MullenLowe has launched a new campaign, ‘Swear Jar’, for the British Heart Foundation.
Vascular dementia causes emotional heartbreak, not just for the sufferer but also for those around them – including young family members. In MullenLowe’s ‘Swear Jar’ for the British Heart Foundation, we see a young boy, Billy, going to great lengths to try and get his family to swear by setting up a series of pranks around the house. After a visit to his grandad in a care home, we learn why Billy is acting up – to raise money for the British Heart Foundation through his swear jar.
The campaign aims to drive donations while communicating the scope of the British Heart Foundation’s research – that it extends beyond heart diseases to include multiple, and often connected, heart and circulatory conditions such as stroke and vascular dementia.
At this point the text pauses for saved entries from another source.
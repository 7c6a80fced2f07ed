//! Configuration management for the credit scoring pipeline

use crate::scoring::{CostConfig, DEFAULT_GRID_POINTS, DEFAULT_GRID_START, DEFAULT_GRID_STOP};
use anyhow::{Context, Result};
use config::{Config, File};
use serde::Deserialize;
use std::path::Path;

/// Main application configuration
#[derive(Debug, Clone, Deserialize)]
pub struct AppConfig {
    pub nats: NatsConfig,
    pub model: ModelConfig,
    pub artifacts: ArtifactsConfig,
    pub scoring: ScoringConfig,
    pub pipeline: PipelineConfig,
    pub monitoring: MonitoringConfig,
    pub logging: LoggingConfig,
}

/// NATS connection configuration
#[derive(Debug, Clone, Deserialize)]
pub struct NatsConfig {
    /// NATS server URL
    pub url: String,
    /// Subject for incoming scoring requests
    pub request_subject: String,
    /// Subject for outgoing decisions
    pub decision_subject: String,
}

/// ONNX model configuration
#[derive(Debug, Clone, Deserialize)]
pub struct ModelConfig {
    /// Path to the exported classifier
    pub model_path: String,
    /// Product categories the feature extractor was trained with
    pub categories: Vec<String>,
    /// Number of threads for ONNX inference (default: 1)
    #[serde(default = "default_onnx_threads")]
    pub onnx_threads: usize,
}

/// Artifact persistence configuration
#[derive(Debug, Clone, Deserialize)]
pub struct ArtifactsConfig {
    /// Where the calibrated threshold lives
    pub threshold_path: String,
    /// Threshold used when no artifact has been calibrated yet
    #[serde(default = "default_threshold")]
    pub default_threshold: f64,
}

/// Cost model and grid-search configuration
#[derive(Debug, Clone, Deserialize)]
pub struct ScoringConfig {
    /// Cost of a missed defaulter
    #[serde(default = "default_fn_cost")]
    pub fn_cost: f64,
    /// Cost of a wrongly denied client
    #[serde(default = "default_fp_cost")]
    pub fp_cost: f64,
    /// Candidate grid lower bound
    #[serde(default = "default_grid_start")]
    pub grid_start: f64,
    /// Candidate grid upper bound
    #[serde(default = "default_grid_stop")]
    pub grid_stop: f64,
    /// Number of grid points
    #[serde(default = "default_grid_points")]
    pub grid_points: usize,
}

impl ScoringConfig {
    pub fn cost_config(&self) -> CostConfig {
        CostConfig {
            fn_cost: self.fn_cost,
            fp_cost: self.fp_cost,
        }
    }

    /// Candidate grid described by this config, ascending.
    pub fn grid(&self) -> Vec<f64> {
        if self.grid_points < 2 {
            return vec![self.grid_start];
        }
        let step = (self.grid_stop - self.grid_start) / (self.grid_points - 1) as f64;
        (0..self.grid_points)
            .map(|i| self.grid_start + step * i as f64)
            .collect()
    }
}

/// Serving pipeline configuration
#[derive(Debug, Clone, Deserialize)]
pub struct PipelineConfig {
    /// Number of concurrent scoring workers
    pub workers: usize,
}

/// Drift monitoring configuration
#[derive(Debug, Clone, Deserialize)]
pub struct MonitoringConfig {
    /// Per-feature PSI drift cutoff
    #[serde(default = "default_psi_threshold")]
    pub psi_threshold: f64,
    /// Drifted-feature share that raises an alert
    #[serde(default = "default_alert_share")]
    pub alert_share: f64,
    /// Where drift reports are written
    pub report_path: String,
}

/// Logging configuration
#[derive(Debug, Clone, Deserialize)]
pub struct LoggingConfig {
    /// Log level (trace, debug, info, warn, error)
    pub level: String,
    /// Log format (json, pretty)
    pub format: String,
}

fn default_onnx_threads() -> usize {
    1
}

fn default_threshold() -> f64 {
    0.5
}

fn default_fn_cost() -> f64 {
    10.0
}

fn default_fp_cost() -> f64 {
    1.0
}

fn default_grid_start() -> f64 {
    DEFAULT_GRID_START
}

fn default_grid_stop() -> f64 {
    DEFAULT_GRID_STOP
}

fn default_grid_points() -> usize {
    DEFAULT_GRID_POINTS
}

fn default_psi_threshold() -> f64 {
    0.2
}

fn default_alert_share() -> f64 {
    0.3
}

impl AppConfig {
    /// Load configuration from file
    pub fn load() -> Result<Self> {
        Self::load_from_path("config/config.toml")
    }

    /// Load configuration from a specific path
    pub fn load_from_path<P: AsRef<Path>>(path: P) -> Result<Self> {
        let config = Config::builder()
            .add_source(File::from(path.as_ref()))
            .build()
            .context("Failed to build configuration")?;

        config
            .try_deserialize()
            .context("Failed to deserialize configuration")
    }
}

impl Default for AppConfig {
    fn default() -> Self {
        Self {
            nats: NatsConfig {
                url: "nats://localhost:4222".to_string(),
                request_subject: "scoring.requests".to_string(),
                decision_subject: "scoring.decisions".to_string(),
            },
            model: ModelConfig {
                model_path: "models/gradient_boosting.onnx".to_string(),
                categories: vec![
                    "card".to_string(),
                    "loan".to_string(),
                    "mortgage".to_string(),
                ],
                onnx_threads: 1,
            },
            artifacts: ArtifactsConfig {
                threshold_path: "artifacts/models/threshold.json".to_string(),
                default_threshold: 0.5,
            },
            scoring: ScoringConfig {
                fn_cost: 10.0,
                fp_cost: 1.0,
                grid_start: DEFAULT_GRID_START,
                grid_stop: DEFAULT_GRID_STOP,
                grid_points: DEFAULT_GRID_POINTS,
            },
            pipeline: PipelineConfig { workers: 4 },
            monitoring: MonitoringConfig {
                psi_threshold: 0.2,
                alert_share: 0.3,
                report_path: "monitoring/reports/data_drift_report.json".to_string(),
            },
            logging: LoggingConfig {
                level: "info".to_string(),
                format: "json".to_string(),
            },
        }
    }
}

#[cfg(test)]
mod tests {
    use super::*;

    #[test]
    fn test_default_config() {
        let config = AppConfig::default();
        assert_eq!(config.nats.url, "nats://localhost:4222");
        assert_eq!(config.artifacts.default_threshold, 0.5);
        assert_eq!(config.scoring.fn_cost, 10.0);
        assert_eq!(config.scoring.fp_cost, 1.0);
        assert_eq!(config.pipeline.workers, 4);
    }

    #[test]
    fn test_scoring_grid_matches_defaults() {
        let config = AppConfig::default();
        let grid = config.scoring.grid();
        assert_eq!(grid.len(), DEFAULT_GRID_POINTS);
        assert!((grid[0] - DEFAULT_GRID_START).abs() < 1e-12);
        assert!((grid[grid.len() - 1] - DEFAULT_GRID_STOP).abs() < 1e-12);
    }

    #[test]
    fn test_cost_config_conversion() {
        let config = AppConfig::default();
        let costs = config.scoring.cost_config();
        assert_eq!(costs.fn_cost, 10.0);
        assert_eq!(costs.fp_cost, 1.0);
    }
}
Swear Jar will also be supported by a multilayered social ad campaign. Firstly, the charity will release a series of behind-the-scenes films of Billy’s pranks on his family. Secondly, the British Heart Foundation will publish a campaign that further highlights the impact of vascular dementia by showing children who have experienced their grandparents’ decline at the hands of the illness.
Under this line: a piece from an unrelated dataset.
//! ONNX model loading and scoring

pub mod inference;
pub mod loader;

pub use inference::ScoringEngine;
pub use loader::{LoadedModel, ModelLoader};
Media is being handled by PHD and The Kite Factory and launches nationally today (14th February) across TV, cinema, VOD, social, OOH (48 sheets and 6 sheets) and DOOH.
Mark Elwood, Executive Creative Director at MullenLowe Group UK said: “You can give people the statistics on vascular dementia, but it will never bring home the human impact of the disease: on the sufferer and those closest to them. We wanted to tell that story in a way that was impactful but, ultimately, hopeful.”
“Grandad in our campaign had two strokes and now sadly has vascular dementia – this story is unfortunately only too real and common.” said Carolan Davidge, Director of Marketing & Engagement at the British Heart Foundation. “With this campaign we are continuing to talk about the breadth of the BHF’s research and the fact many heart and circulatory conditions are connected. We want people to understand just how valuable the BHF’s research is and that it’s only with their support we can continue to make life saving breakthroughs.”